Top of Working data

//! Relationship entries for Open Packaging Convention (OPC) `.rels` parts.
//!
//! An OOXML package wires its parts together through relationship manifests:
//! each source part owns a `.rels` part listing `<Relationship/>` elements
//! that point at other parts (or external URIs) by auto-assigned `rId{n}`
//! identifiers. This crate covers the writer-side core of that scheme:
//!
//! - [`Relationship`]: a validated manifest entry that resolves its own
//!   identifier and serializes to a `<Relationship/>` element with a
//!   correctly escaped `Target` attribute.
//! - [`IdRegistry`]: the per-thread identifier store. Relationships with
//!   equal identity (same [`SourceId`], same [`RelationshipType`], and — for
//!   external targets only — the same target) resolve to the same `rId`;
//!   distinct identities get sequential, collision-free ids. Each thread
//!   gets its own registry, so concurrent package builds never share a
//!   counter.
//! - [`Relationships`]: a `.rels` manifest container that renders the full
//!   part and refuses duplicate entries for equal identities.
//!
//! Package assembly, part payloads, and ZIP I/O are out of scope; callers
//! embed the rendered elements into whatever packaging pipeline they use.

mod error;
mod manifest;
mod registry;
mod rel_type;
mod relationship;
mod source;

pub use error::RelsError;
pub use manifest::{Relationships, NS_RELATIONSHIPS};
pub use registry::{IdRegistry, RelKey, REL_ID_PREFIX};
pub use rel_type::RelationshipType;
pub use relationship::{Relationship, TargetMode};
pub use source::SourceId;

Bottom of Working data

• Work task: Scan the material above for the string "RelationshipType". Copy each line that holds it.

• Output for this task:
//!   equal identity (same [`SourceId`], same [`RelationshipType`], and — for
pub use rel_type::RelationshipType;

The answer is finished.